┌──
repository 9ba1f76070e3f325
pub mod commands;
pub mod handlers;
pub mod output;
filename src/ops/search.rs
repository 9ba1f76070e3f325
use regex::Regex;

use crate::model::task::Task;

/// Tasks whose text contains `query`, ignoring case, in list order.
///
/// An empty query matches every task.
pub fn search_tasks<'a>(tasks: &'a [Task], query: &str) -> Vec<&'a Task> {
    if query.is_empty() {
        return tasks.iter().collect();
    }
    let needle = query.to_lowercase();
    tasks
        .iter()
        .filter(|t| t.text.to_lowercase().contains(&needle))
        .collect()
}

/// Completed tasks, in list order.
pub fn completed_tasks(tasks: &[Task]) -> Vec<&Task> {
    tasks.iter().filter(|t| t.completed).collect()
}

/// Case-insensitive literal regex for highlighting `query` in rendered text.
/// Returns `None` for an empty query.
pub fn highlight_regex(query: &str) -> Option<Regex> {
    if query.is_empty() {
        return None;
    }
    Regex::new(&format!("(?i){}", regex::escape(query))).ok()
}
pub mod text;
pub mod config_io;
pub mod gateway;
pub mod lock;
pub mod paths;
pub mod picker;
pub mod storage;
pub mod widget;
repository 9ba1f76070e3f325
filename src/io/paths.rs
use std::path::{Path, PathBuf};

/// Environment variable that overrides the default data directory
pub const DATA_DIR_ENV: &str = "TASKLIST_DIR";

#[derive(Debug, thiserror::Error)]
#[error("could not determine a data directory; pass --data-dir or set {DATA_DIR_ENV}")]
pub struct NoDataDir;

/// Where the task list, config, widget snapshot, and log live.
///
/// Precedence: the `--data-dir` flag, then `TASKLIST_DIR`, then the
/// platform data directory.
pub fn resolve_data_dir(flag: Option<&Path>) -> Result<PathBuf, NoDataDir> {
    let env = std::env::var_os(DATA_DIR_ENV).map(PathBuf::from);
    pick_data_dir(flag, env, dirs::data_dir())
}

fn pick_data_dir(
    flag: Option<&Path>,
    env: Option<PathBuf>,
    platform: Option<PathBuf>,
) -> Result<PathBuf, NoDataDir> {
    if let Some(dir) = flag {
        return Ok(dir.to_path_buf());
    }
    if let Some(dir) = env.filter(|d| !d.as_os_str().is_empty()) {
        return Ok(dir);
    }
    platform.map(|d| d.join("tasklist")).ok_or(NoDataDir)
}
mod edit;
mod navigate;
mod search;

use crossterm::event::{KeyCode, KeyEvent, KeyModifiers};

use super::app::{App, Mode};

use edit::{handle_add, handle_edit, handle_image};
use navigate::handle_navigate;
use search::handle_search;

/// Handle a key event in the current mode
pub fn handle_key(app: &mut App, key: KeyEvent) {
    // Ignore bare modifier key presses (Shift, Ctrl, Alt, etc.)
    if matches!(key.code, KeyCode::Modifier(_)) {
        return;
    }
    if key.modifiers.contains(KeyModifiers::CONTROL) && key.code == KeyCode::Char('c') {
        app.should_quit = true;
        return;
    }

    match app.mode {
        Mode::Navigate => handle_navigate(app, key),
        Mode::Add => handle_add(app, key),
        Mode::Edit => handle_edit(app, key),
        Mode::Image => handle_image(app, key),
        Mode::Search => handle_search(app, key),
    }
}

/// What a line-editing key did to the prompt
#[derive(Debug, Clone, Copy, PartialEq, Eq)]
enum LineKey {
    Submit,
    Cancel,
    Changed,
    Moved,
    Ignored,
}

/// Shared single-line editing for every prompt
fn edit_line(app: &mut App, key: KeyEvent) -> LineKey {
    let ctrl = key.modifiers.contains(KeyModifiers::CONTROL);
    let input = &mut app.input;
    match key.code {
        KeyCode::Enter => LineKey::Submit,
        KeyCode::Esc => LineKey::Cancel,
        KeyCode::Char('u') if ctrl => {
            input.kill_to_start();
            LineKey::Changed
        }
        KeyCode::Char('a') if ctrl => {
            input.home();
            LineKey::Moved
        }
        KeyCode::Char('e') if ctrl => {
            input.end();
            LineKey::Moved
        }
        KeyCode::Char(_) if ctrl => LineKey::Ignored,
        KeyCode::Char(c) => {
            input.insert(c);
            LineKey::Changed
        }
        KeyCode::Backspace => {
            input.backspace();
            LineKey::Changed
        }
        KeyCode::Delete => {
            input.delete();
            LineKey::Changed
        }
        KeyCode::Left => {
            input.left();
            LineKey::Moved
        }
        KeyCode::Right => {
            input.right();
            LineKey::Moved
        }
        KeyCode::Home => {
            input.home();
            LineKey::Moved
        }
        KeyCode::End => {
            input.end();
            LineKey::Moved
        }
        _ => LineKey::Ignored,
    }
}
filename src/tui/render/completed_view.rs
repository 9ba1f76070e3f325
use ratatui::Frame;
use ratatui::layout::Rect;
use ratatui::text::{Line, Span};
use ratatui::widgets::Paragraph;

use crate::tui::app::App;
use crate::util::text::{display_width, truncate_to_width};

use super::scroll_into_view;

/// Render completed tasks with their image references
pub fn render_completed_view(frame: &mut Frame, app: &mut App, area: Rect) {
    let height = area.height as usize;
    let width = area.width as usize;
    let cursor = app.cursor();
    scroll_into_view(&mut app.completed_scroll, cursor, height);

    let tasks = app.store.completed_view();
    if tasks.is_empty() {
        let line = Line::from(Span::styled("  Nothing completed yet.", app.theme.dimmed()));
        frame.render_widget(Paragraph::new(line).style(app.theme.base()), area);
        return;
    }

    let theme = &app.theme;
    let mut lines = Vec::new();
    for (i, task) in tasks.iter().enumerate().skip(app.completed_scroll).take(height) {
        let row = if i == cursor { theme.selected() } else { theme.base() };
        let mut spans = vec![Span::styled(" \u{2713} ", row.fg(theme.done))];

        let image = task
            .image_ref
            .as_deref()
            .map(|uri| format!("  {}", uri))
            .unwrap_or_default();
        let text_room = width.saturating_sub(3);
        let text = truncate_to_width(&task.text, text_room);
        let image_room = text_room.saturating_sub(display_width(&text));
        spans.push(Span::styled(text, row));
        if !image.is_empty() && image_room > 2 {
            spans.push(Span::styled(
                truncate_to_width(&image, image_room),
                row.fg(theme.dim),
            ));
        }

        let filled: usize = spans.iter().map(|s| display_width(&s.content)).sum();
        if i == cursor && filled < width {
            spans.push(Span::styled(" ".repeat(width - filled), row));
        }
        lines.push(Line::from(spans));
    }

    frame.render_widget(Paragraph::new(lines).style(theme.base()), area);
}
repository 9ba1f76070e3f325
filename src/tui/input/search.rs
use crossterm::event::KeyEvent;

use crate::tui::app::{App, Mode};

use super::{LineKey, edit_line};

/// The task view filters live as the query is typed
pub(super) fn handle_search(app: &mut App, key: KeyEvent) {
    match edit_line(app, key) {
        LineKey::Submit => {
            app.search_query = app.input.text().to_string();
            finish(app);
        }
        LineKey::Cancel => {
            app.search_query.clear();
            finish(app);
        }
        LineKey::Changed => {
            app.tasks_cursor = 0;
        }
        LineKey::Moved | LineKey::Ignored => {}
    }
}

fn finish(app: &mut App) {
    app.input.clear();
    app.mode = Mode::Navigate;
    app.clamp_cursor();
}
└──
YOUR GOAL -> Across the records, count the lines that contain the word "directory" and give that figure alone.

OUTPUT FOR THIS EXERCISE -> 3